**Task objective**
Exactly the lines from the start of the data through the line containing "for level in" should be output, with both ends kept and nothing added.

**Data excerpts**
━━━━━━━━━━━━━━━━━━━━━━━━━━━━━━

//! Built-in rules.

use super::{Rule, RuleTable};
use crate::context::ConversionContext;
use crate::utilities::{escape_markdown, format_block};

/// Create the default rule table
pub fn default_rules() -> RuleTable {
    let mut table = RuleTable::new();

    for level in 1..=6 {
        table.insert(&format!("h{}", level), heading_rule(level));
    }
    table.insert("p", paragraph_rule());
    table.insert("a", link_rule());
    table.insert("strong", strong_rule());
    table.insert("b", strong_rule());
    table.insert("em", emphasis_rule());
    table.insert("i", emphasis_rule());
    table.insert("code", code_rule());
    table.insert("pre", code_block_rule());
    table.insert("hr", horizontal_rule());
    table.insert("img", image_rule());
    table.insert("ul", list_rule());
    table.insert("ol", list_rule());
    table.insert("li", list_item_rule());
    table.insert("blockquote", blockquote_rule());

    table
}

fn heading_rule(level: usize) -> Rule {
    Rule::new(move |_, content, _| {
        format_block(&format!("{} {}", "#".repeat(level), content.trim()))
    })
}

fn paragraph_rule() -> Rule {
    Rule::new(|_, content, _| format_block(content))
}

fn link_rule() -> Rule {
    Rule::new(|node, content, _| {
        let href = node.attr("href").unwrap_or("");
        format!("[{}]({})", escape_markdown(content.trim()), href)
    })
}

fn strong_rule() -> Rule {
    Rule::new(|_, content, _| format!("**{}**", content))
}

fn emphasis_rule() -> Rule {
    Rule::new(|_, content, _| format!("*{}*", content))
}

// Inline code reads the element's literal text, nested markup is flattened
fn code_rule() -> Rule {
    Rule::new(|node, _, _| format!("`{}`", escape_markdown(&node.text_content())))
}

fn code_block_rule() -> Rule {
    Rule::new(|node, _, _| {
        let text = node.text_content();
        let code = text.trim_start_matches(['\n', '\r']).trim_end();
        format_block(&format!("```\n{}\n```", code))
    })
}

fn horizontal_rule() -> Rule {
    Rule::new(|_, _, _| format_block("---"))
}

fn image_rule() -> Rule {
    Rule::new(|node, _, _| {
        let alt = node.attr("alt").unwrap_or("");
        let src = node.attr("src").unwrap_or("");
        format!("![{}]({})", escape_markdown(alt), src)
    })
}

fn list_rule() -> Rule {
    Rule::new(|_, content, ctx| {
        if ctx.list_depth > 0 {
            // Nested lists start on their own line below the parent item
            // and keep the first item's indentation
            format!("\n{}\n", content.trim_start_matches('\n').trim_end())
        } else {
            format_block(content)
        }
    })
}

fn list_item_rule() -> Rule {
    Rule::new(|_, content, ctx| {
        format!(
            "{}{}{}\n",
            "  ".repeat(ctx.list_depth.saturating_sub(1)),
            list_marker(ctx),
            content.trim()
        )
    })
}

fn list_marker(ctx: &ConversionContext) -> String {
    if ctx.is_ordered() {
        format!("{}. ", ctx.item_index)
    } else {
        "* ".to_string()
    }
}

fn blockquote_rule() -> Rule {
    Rule::new(|_, content, _| {
        let quoted: Vec<String> = content
            .trim()
            .split('\n')
            .map(|line| format!("> {}", line))
            .collect();
        format_block(&quoted.join("\n"))
    })
}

━━━━━━━━━━━━━━━━━━━━━━━━━━━━━━

**Your response**
//! Built-in rules.

use super::{Rule, RuleTable};
use crate::context::ConversionContext;
use crate::utilities::{escape_markdown, format_block};

/// Create the default rule table
pub fn default_rules() -> RuleTable {
    let mut table = RuleTable::new();

    for level in 1..=6 {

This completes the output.